Da dodici restano in tre, le comunicazioni s’interrompono, si rompono anche i riscaldamenti e inizia a far freddo, il cibo scarseggia e a un certo punto anche la fede in Dio. Si affaccia il dubbio: Suor Daisy non vede più alcun aiuto diretto, quello che chiede nelle sue preghiere. L’aiuto, però, arriva alla fine, nel pieno della disperazione, ed è una giornata di sole. Dio si rivela nuovamente come a dire “sono stato duro con te, ma ho dovuto farlo, altrimenti nessuno si sarebbe fermato.

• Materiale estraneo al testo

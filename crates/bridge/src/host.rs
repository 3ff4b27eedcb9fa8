//! Host-owned state as seen by queued callbacks.
//!
//! Callbacks never reach for global host state. The drain hands each one a
//! `&mut H` where `H: HostState`, on the host thread, so the host type does not
//! need to be `Send` or `Sync`.

use std::collections::BTreeMap;
use std::fmt;

/// A value that can cross from an evaluation thread into the host and back.
#[derive(Debug, Clone, PartialEq)]
pub enum HostValue {
    Nil,
    Bool(bool),
    Integer(i64),
    Number(f64),
    String(String),
}

impl HostValue {
    pub fn is_nil(&self) -> bool {
        matches!(self, HostValue::Nil)
    }
}

impl fmt::Display for HostValue {
    fn fmt(&self, f: &mut fmt::Formatter<'_>) -> fmt::Result {
        match self {
            HostValue::Nil => write!(f, "nil"),
            HostValue::Bool(b) => write!(f, "{}", b),
            HostValue::Integer(i) => write!(f, "{}", i),
            HostValue::Number(n) => {
                if n.fract() == 0.0 && n.abs() < 1e15 {
                    write!(f, "{:.0}", n)
                } else {
                    write!(f, "{}", n)
                }
            }
            HostValue::String(s) => write!(f, "{}", s),
        }
    }
}

impl From<bool> for HostValue {
    fn from(b: bool) -> Self {
        HostValue::Bool(b)
    }
}

impl From<i64> for HostValue {
    fn from(i: i64) -> Self {
        HostValue::Integer(i)
    }
}

impl From<f64> for HostValue {
    fn from(n: f64) -> Self {
        HostValue::Number(n)
    }
}

impl From<&str> for HostValue {
    fn from(s: &str) -> Self {
        HostValue::String(s.to_string())
    }
}

impl From<String> for HostValue {
    fn from(s: String) -> Self {
        HostValue::String(s)
    }
}

/// Errors a host reports back to a queued callback.
#[derive(Debug, Clone, PartialEq)]
pub enum HostError {
    /// The key is owned by the host and cannot be written from a REPL.
    ReadOnly(String),
    /// The key is not acceptable to this host.
    InvalidKey(String),
    /// Anything else.
    Other(String),
}

impl fmt::Display for HostError {
    fn fmt(&self, f: &mut fmt::Formatter<'_>) -> fmt::Result {
        match self {
            HostError::ReadOnly(key) => write!(f, "'{}' is read-only", key),
            HostError::InvalidKey(key) => write!(f, "invalid key '{}'", key),
            HostError::Other(msg) => write!(f, "{}", msg),
        }
    }
}

impl std::error::Error for HostError {}

/// The host state that queued work is allowed to touch.
///
/// Only ever called on the host thread, from inside a drain.
pub trait HostState {
    fn get(&self, key: &str) -> Option<HostValue>;

    /// Setting `HostValue::Nil` is equivalent to removing the key.
    fn set(&mut self, key: &str, value: HostValue) -> Result<(), HostError>;

    fn remove(&mut self, key: &str) -> Result<Option<HostValue>, HostError>;

    /// All keys, sorted.
    fn keys(&self) -> Vec<String>;
}

/// A plain key/value host. Counts writes so tests can assert exactly-once
/// application of queued mutations.
#[derive(Debug, Default)]
pub struct MapHost {
    values: BTreeMap<String, HostValue>,
    writes: u64,
}

impl MapHost {
    pub fn new() -> Self {
        Self::default()
    }

    /// Number of successful `set`/`remove` calls so far.
    pub fn writes(&self) -> u64 {
        self.writes
    }

    pub fn len(&self) -> usize {
        self.values.len()
    }

    pub fn is_empty(&self) -> bool {
        self.values.is_empty()
    }
}

impl HostState for MapHost {
    fn get(&self, key: &str) -> Option<HostValue> {
        self.values.get(key).cloned()
    }

    fn set(&mut self, key: &str, value: HostValue) -> Result<(), HostError> {
        if key.is_empty() {
            return Err(HostError::InvalidKey(key.to_string()));
        }
        if value.is_nil() {
            self.values.remove(key);
        } else {
            self.values.insert(key.to_string(), value);
        }
        self.writes += 1;
        Ok(())
    }

    fn remove(&mut self, key: &str) -> Result<Option<HostValue>, HostError> {
        self.writes += 1;
        Ok(self.values.remove(key))
    }

    fn keys(&self) -> Vec<String> {
        self.values.keys().cloned().collect()
    }
}
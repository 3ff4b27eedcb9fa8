//! The evaluation side of the bridge: owns the queue and server config and
//! provides the `prepl.bridge` entry points.

use std::rc::Rc;

use prepl_config::Settings;

use crate::bridge::Mode;
use crate::entry::{
    EntryPoint, EntryPointRegistry, InitRunModeFn, INIT_RUN_MODE, NAMESPACE, RUN_CALLBACKS_HOOK,
    START_SERVER,
};
use crate::host::{HostError, HostState};
use crate::queue::CallbackQueue;
use crate::server::{ReplServer, ServerConfig};

pub struct ReplRuntime<H> {
    config: ServerConfig,
    queue: CallbackQueue<H>,
    run_mode_setup: Option<InitRunModeFn<H>>,
}

impl<H: HostState + 'static> ReplRuntime<H> {
    pub fn new(config: ServerConfig, queue: CallbackQueue<H>) -> Self {
        Self {
            config,
            queue,
            run_mode_setup: None,
        }
    }

    pub fn from_settings(settings: &Settings, mode: Mode, host_title: &str) -> Self {
        Self::new(
            ServerConfig::from_settings(settings, mode, host_title),
            CallbackQueue::with_warn_threshold(settings.queue_warn_threshold),
        )
    }

    /// Handle for enqueuing from host-side code or tests.
    pub fn queue(&self) -> CallbackQueue<H> {
        self.queue.clone()
    }

    pub fn config(&self) -> &ServerConfig {
        &self.config
    }

    /// Extra host setup to run during run-mode init, before the first drain.
    pub fn on_run_mode_init<F>(mut self, setup: F) -> Self
    where
        F: FnOnce(&mut H) -> Result<(), HostError> + 'static,
    {
        self.run_mode_setup = Some(Box::new(setup));
        self
    }

    /// Register `start-server`, `run-callbacks-hook` and `init-run-mode!`.
    pub fn entry_points(self) -> EntryPointRegistry<H> {
        let Self {
            config,
            queue,
            run_mode_setup,
        } = self;
        let mut registry = EntryPointRegistry::new();

        let server_queue = queue.clone();
        registry.register(
            NAMESPACE,
            START_SERVER,
            EntryPoint::StartServer(Box::new(move || ReplServer::start(config, server_queue))),
        );

        let drain_queue = queue.clone();
        registry.register(
            NAMESPACE,
            RUN_CALLBACKS_HOOK,
            EntryPoint::RunCallbacks(Rc::new(move |host: &mut H| drain_queue.drain_and_run(host))),
        );

        registry.register(
            NAMESPACE,
            INIT_RUN_MODE,
            EntryPoint::InitRunMode(Box::new(move |host: &mut H| {
                // The thread running init is the host thread from now on.
                queue
                    .bind_consumer()
                    .map_err(|e| HostError::Other(e.to_string()))?;
                if let Some(setup) = run_mode_setup {
                    setup(&mut *host)?;
                }
                let report = queue
                    .drain_and_run(host)
                    .map_err(|e| HostError::Other(e.to_string()))?;
                log::info!(
                    "Run-mode init complete ({} startup callback(s) drained)",
                    report.ran
                );
                Ok(())
            })),
        );

        registry
    }
}
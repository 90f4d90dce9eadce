use serde::{Deserialize, Serialize};
use tokio::sync::broadcast;

use crate::types::{FrameId, NodeRef, WindowRef};

/// Events published on the canvas-wide bus.
#[derive(Debug, Clone, PartialEq, Serialize, Deserialize)]
#[serde(tag = "type", content = "data")]
pub enum Event {
    FrameLoaded(FrameId),
    FrameRemoved(FrameId),
    /// `frame:scroll`: the embedded viewport of `frame` scrolled.
    FrameScroll {
        frame: FrameId,
        body: NodeRef,
        target: WindowRef,
    },
    #[serde(other)]
    Unknown,
}

impl Event {
    /// Bus name of the event, as external listeners know it.
    pub fn name(&self) -> &'static str {
        match self {
            Event::FrameLoaded(_) => "frame:loaded",
            Event::FrameRemoved(_) => "frame:removed",
            Event::FrameScroll { .. } => "frame:scroll",
            Event::Unknown => "unknown",
        }
    }
}

#[derive(Clone)]
pub struct EventBus {
    sender: broadcast::Sender<Event>,
}

impl EventBus {
    pub fn new(capacity: usize) -> Self {
        let (sender, _) = broadcast::channel(capacity);
        Self { sender }
    }

    pub fn subscribe(&self) -> broadcast::Receiver<Event> {
        self.sender.subscribe()
    }

    pub fn publish(&self, event: Event) -> usize {
        self.sender.send(event).unwrap_or(0)
    }
}
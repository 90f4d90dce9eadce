//! In-memory embedded frame.

use std::cell::RefCell;
use std::rc::Rc;

use easel_common::types::{NodeRef, WindowRef};

use crate::frame::EmbeddedFrame;

#[derive(Debug, Default)]
struct FrameState {
    rendered: bool,
    removed: bool,
    rect_invalidations: u32,
}

/// Embedded frame stand-in. Clones observe the same state.
#[derive(Debug, Clone)]
pub struct HeadlessFrame {
    body: NodeRef,
    window: WindowRef,
    state: Rc<RefCell<FrameState>>,
}

impl HeadlessFrame {
    pub fn new(body: NodeRef, window: WindowRef) -> Self {
        Self {
            body,
            window,
            state: Rc::default(),
        }
    }

    pub fn is_rendered(&self) -> bool {
        self.state.borrow().rendered
    }

    pub fn is_removed(&self) -> bool {
        self.state.borrow().removed
    }

    /// How often the cached rectangle was dropped.
    pub fn rect_invalidations(&self) -> u32 {
        self.state.borrow().rect_invalidations
    }
}

impl EmbeddedFrame for HeadlessFrame {
    fn render(&mut self) {
        self.state.borrow_mut().rendered = true;
    }

    fn invalidate_rect(&mut self) {
        self.state.borrow_mut().rect_invalidations += 1;
    }

    fn body(&self) -> NodeRef {
        self.body
    }

    fn window(&self) -> WindowRef {
        self.window
    }

    fn remove(&mut self) {
        let mut state = self.state.borrow_mut();
        state.rendered = false;
        state.removed = true;
    }
}
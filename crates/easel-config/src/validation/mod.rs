//! Full configuration validation.
//!
//! Each domain has its own submodule; this orchestrator calls them all
//! and collects errors into a single `ConfigError`.

mod canvas;
mod frame;
mod helpers;


use crate::schema::EaselConfig;
use easel_common::ConfigError;

/// Run all validations on a config, collecting all errors.
pub fn validate(config: &EaselConfig) -> Result<(), ConfigError> {
    let mut errors: Vec<String> = Vec::new();

    canvas::validate_canvas(&mut errors, config);
    frame::validate_frame(&mut errors, config);

    if errors.is_empty() {
        Ok(())
    } else {
        Err(ConfigError::ValidationError(errors.join("; ")))
    }
}
use easel_canvas::FramePatch;
use easel_common::{Length, ScenarioError};
use serde_json::{Map, Value};

/// Build a model patch from a step's `values` object.
pub(super) fn patch_from_values(
    index: usize,
    values: &Map<String, Value>,
) -> Result<FramePatch, ScenarioError> {
    let invalid = |reason: String| ScenarioError::InvalidStep { index, reason };

    let mut patch = FramePatch::new();
    for (key, value) in values {
        if key == "name" {
            let Value::String(name) = value else {
                return Err(invalid(format!("name must be a string, got {value}")));
            };
            patch = patch.name(name.clone());
            continue;
        }

        let length = length_from_value(value)
            .ok_or_else(|| invalid(format!("{key}: expected number, string or null, got {value}")))?;
        patch = match (key.as_str(), length) {
            ("x", Some(v)) => patch.x(v),
            ("x", None) => patch.unset_x(),
            ("y", Some(v)) => patch.y(v),
            ("y", None) => patch.unset_y(),
            ("width", Some(v)) => patch.width(v),
            ("width", None) => patch.unset_width(),
            ("height", Some(v)) => patch.height(v),
            ("height", None) => patch.unset_height(),
            _ => return Err(invalid(format!("unknown attribute '{key}'"))),
        };
    }
    Ok(patch)
}

/// `Some(None)` for null, `None` when the value is not a length at all.
fn length_from_value(value: &Value) -> Option<Option<Length>> {
    match value {
        Value::Null => Some(None),
        Value::Number(n) => n.as_f64().map(|v| Some(Length::Px(v))),
        Value::String(s) => Some(Some(Length::Raw(s.clone()))),
        _ => None,
    }
}
//! The frame model: attributes, patches, and change notifications.
//!
//! Observable writes broadcast a [`ModelEvent::Changed`] to every
//! subscriber; silent writes change the attributes without telling anyone.

use easel_common::types::{FrameId, Length};
use serde::{Deserialize, Serialize};
use tokio::sync::broadcast;
use tracing::debug;

const MODEL_EVENT_CAPACITY: usize = 64;

// =============================================================================
// TYPES
// =============================================================================

/// Attributes of a frame. `None` coordinates and dimensions are unset;
/// unset dimensions are derived from the rendered element.
#[derive(Debug, Clone, Default, PartialEq, Serialize, Deserialize)]
#[serde(default)]
pub struct FrameAttributes {
    pub x: Option<Length>,
    pub y: Option<Length>,
    pub width: Option<Length>,
    pub height: Option<Length>,
    pub name: String,
}

/// A partial update. Fields left untouched by the builder are not written.
#[derive(Debug, Clone, Default, PartialEq)]
pub struct FramePatch {
    x: Option<Option<Length>>,
    y: Option<Option<Length>>,
    width: Option<Option<Length>>,
    height: Option<Option<Length>>,
    name: Option<String>,
}

impl FramePatch {
    pub fn new() -> Self {
        Self::default()
    }

    pub fn x(mut self, value: impl Into<Length>) -> Self {
        self.x = Some(Some(value.into()));
        self
    }

    pub fn y(mut self, value: impl Into<Length>) -> Self {
        self.y = Some(Some(value.into()));
        self
    }

    pub fn width(mut self, value: impl Into<Length>) -> Self {
        self.width = Some(Some(value.into()));
        self
    }

    pub fn height(mut self, value: impl Into<Length>) -> Self {
        self.height = Some(Some(value.into()));
        self
    }

    pub fn name(mut self, value: impl Into<String>) -> Self {
        self.name = Some(value.into());
        self
    }

    pub fn unset_x(mut self) -> Self {
        self.x = Some(None);
        self
    }

    pub fn unset_y(mut self) -> Self {
        self.y = Some(None);
        self
    }

    pub fn unset_width(mut self) -> Self {
        self.width = Some(None);
        self
    }

    pub fn unset_height(mut self) -> Self {
        self.height = Some(None);
        self
    }

    /// Fields this patch writes, whether or not the value differs.
    pub fn touched(&self) -> ChangeSet {
        ChangeSet {
            x: self.x.is_some(),
            y: self.y.is_some(),
            width: self.width.is_some(),
            height: self.height.is_some(),
            name: self.name.is_some(),
        }
    }

    pub fn is_empty(&self) -> bool {
        self.touched().is_empty()
    }
}

/// Options for [`FrameModel::set`].
#[derive(Debug, Clone, Copy, Default, PartialEq, Eq)]
pub struct SetOptions {
    /// Write without broadcasting a change notification.
    pub silent: bool,
}

impl SetOptions {
    pub fn silent() -> Self {
        Self { silent: true }
    }
}

/// Which attributes actually changed in one write.
#[derive(Debug, Clone, Copy, Default, PartialEq, Eq, Serialize, Deserialize)]
pub struct ChangeSet {
    pub x: bool,
    pub y: bool,
    pub width: bool,
    pub height: bool,
    pub name: bool,
}

impl ChangeSet {
    /// Every geometry attribute, used to resync after missed notifications.
    pub fn geometry() -> Self {
        Self {
            x: true,
            y: true,
            width: true,
            height: true,
            name: false,
        }
    }

    pub fn is_empty(&self) -> bool {
        !(self.x || self.y || self.width || self.height || self.name)
    }

    pub fn position(&self) -> bool {
        self.x || self.y
    }

    pub fn dimensions(&self) -> bool {
        self.width || self.height
    }
}

/// Notification broadcast by a [`FrameModel`].
#[derive(Debug, Clone, Copy, PartialEq, Eq)]
pub enum ModelEvent {
    /// An observable write changed these attributes.
    Changed(ChangeSet),
    /// The embedded frame finished loading its content.
    Loaded,
}

// =============================================================================
// MODEL
// =============================================================================

/// Mutable frame record shared between the host and the frame's controller.
pub struct FrameModel {
    id: FrameId,
    attrs: FrameAttributes,
    revision: u64,
    loaded: bool,
    events: broadcast::Sender<ModelEvent>,
}

impl FrameModel {
    pub fn new(id: FrameId, attrs: FrameAttributes) -> Self {
        let (events, _) = broadcast::channel(MODEL_EVENT_CAPACITY);
        Self {
            id,
            attrs,
            revision: 0,
            loaded: false,
            events,
        }
    }

    pub fn id(&self) -> FrameId {
        self.id
    }

    pub fn attributes(&self) -> &FrameAttributes {
        &self.attrs
    }

    pub fn name(&self) -> &str {
        &self.attrs.name
    }

    /// Number of writes that changed at least one attribute, silent or not.
    pub fn revision(&self) -> u64 {
        self.revision
    }

    /// Whether the embedded frame has finished loading at least once.
    pub fn is_loaded(&self) -> bool {
        self.loaded
    }

    pub fn subscribe(&self) -> broadcast::Receiver<ModelEvent> {
        self.events.subscribe()
    }

    /// Apply `patch` and return what changed.
    ///
    /// Observable writes that change something broadcast
    /// [`ModelEvent::Changed`]; silent writes never broadcast.
    pub fn set(&mut self, patch: FramePatch, opts: SetOptions) -> ChangeSet {
        let mut changes = ChangeSet::default();

        if let Some(x) = patch.x {
            changes.x = replace_if_changed(&mut self.attrs.x, x);
        }
        if let Some(y) = patch.y {
            changes.y = replace_if_changed(&mut self.attrs.y, y);
        }
        if let Some(width) = patch.width {
            changes.width = replace_if_changed(&mut self.attrs.width, width);
        }
        if let Some(height) = patch.height {
            changes.height = replace_if_changed(&mut self.attrs.height, height);
        }
        if let Some(name) = patch.name {
            changes.name = replace_if_changed(&mut self.attrs.name, name);
        }

        if changes.is_empty() {
            return changes;
        }

        self.revision += 1;
        if opts.silent {
            debug!(frame = %self.id, ?changes, "silent model write");
        } else {
            self.events.send(ModelEvent::Changed(changes)).ok();
        }
        changes
    }

    /// Signal that the embedded frame finished loading.
    pub fn trigger_loaded(&mut self) {
        self.loaded = true;
        self.events.send(ModelEvent::Loaded).ok();
    }
}

fn replace_if_changed<T: PartialEq>(slot: &mut T, value: T) -> bool {
    if *slot == value {
        false
    } else {
        *slot = value;
        true
    }
}

// =============================================================================
// TESTS
// =============================================================================
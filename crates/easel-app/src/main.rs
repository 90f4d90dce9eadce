mod cli;
mod scenario;

use std::process::ExitCode;

use easel_common::EaselError;
use easel_config::EaselConfig;
use tracing_subscriber::filter::{Directive, LevelFilter};
use tracing_subscriber::EnvFilter;

const DEFAULT_DIRECTIVE: &str = "easel=info";

fn init_logging(directive: &str) {
    let directive = directive.parse().unwrap_or_else(|_| {
        eprintln!("invalid log directive '{directive}', using {DEFAULT_DIRECTIVE}");
        DEFAULT_DIRECTIVE
            .parse()
            .unwrap_or_else(|_| Directive::from(LevelFilter::INFO))
    });
    tracing_subscriber::fmt()
        .with_env_filter(EnvFilter::from_default_env().add_directive(directive))
        .with_writer(std::io::stderr)
        .init();
}

fn load_config(args: &cli::Args) -> Result<EaselConfig, EaselError> {
    let config = match &args.config {
        Some(path) => easel_config::load_config_from(path)?,
        None => easel_config::load_config()?,
    };
    Ok(config)
}

fn run(args: &cli::Args, config: &EaselConfig) -> Result<(), EaselError> {
    if args.print_config {
        println!("{}", easel_config::config_to_json(config));
        return Ok(());
    }

    let Some(path) = &args.scenario else {
        return Ok(());
    };
    let scenario = scenario::load_scenario(path)?;
    let reports = scenario::run(&scenario, config)?;
    let json = serde_json::to_string_pretty(&reports)
        .map_err(|e| EaselError::Other(format!("failed to serialize reports: {e}")))?;
    println!("{json}");
    tracing::info!(steps = reports.len(), "scenario complete");
    Ok(())
}

fn main() -> ExitCode {
    let args = cli::parse();

    // Config comes first so its log level can seed the filter.
    let loaded = load_config(&args);
    let config_level = loaded
        .as_ref()
        .map(|c| c.logging.level)
        .unwrap_or_default();
    let directive = args
        .log_level
        .as_deref()
        .map(|level| format!("easel={level}"))
        .unwrap_or_else(|| config_level.directive().to_string());
    init_logging(&directive);

    tracing::info!("Easel v{} starting...", env!("CARGO_PKG_VERSION"));
    if let Some(path) = &args.config {
        tracing::info!("Using config override: {}", path.display());
    }
    let config = loaded.unwrap_or_else(|e| {
        tracing::warn!("Config load failed, using defaults: {e}");
        EaselConfig::default()
    });

    match run(&args, &config) {
        Ok(()) => ExitCode::SUCCESS,
        Err(e) => {
            tracing::error!("{e}");
            eprintln!("error: {e}");
            ExitCode::FAILURE
        }
    }
}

Adesso puoi ripartire, c’è il sole”. In Safe Dio è un mentore, una guida in un certo senso. 

 

In uno sfogo con Dio Suor Daisy ripete diverse volte la frase “stay home”, che mi ha fatto pensare a delle parole che abbiamo sentito ripetere fino alla nausea in questi mesi. Eppure, come lei stessa ricorda, restare a casa non è necessariamente sinonimo di sicurezza. 

Ho scritto questo spettacolo partendo anche da una frase, quella che abbiamo sentito dire dal Governo più volte: “stay home, stay safe”. Mi sono chiesto: quanto è vera questa frase? e soprattutto per chi lo è? è veramente così per tutti?
Pensiamo ad esempio a un’infermiera che convive con la madre e ogni giorno, tornando a casa, ne mette a rischio la salute. E se ci fosse qualcuno in una condizione simile a quella di Daisy, in cui è difficile anche comunicare con l’esterno, quanto sarebbe sicuro restare a casa? 

 

 

Ancora un paio di domande prima di salutarci. Safe è stato scritto in inglese, ma il pubblico italiano può vederlo nella nostra lingua? E se sì, come e dove?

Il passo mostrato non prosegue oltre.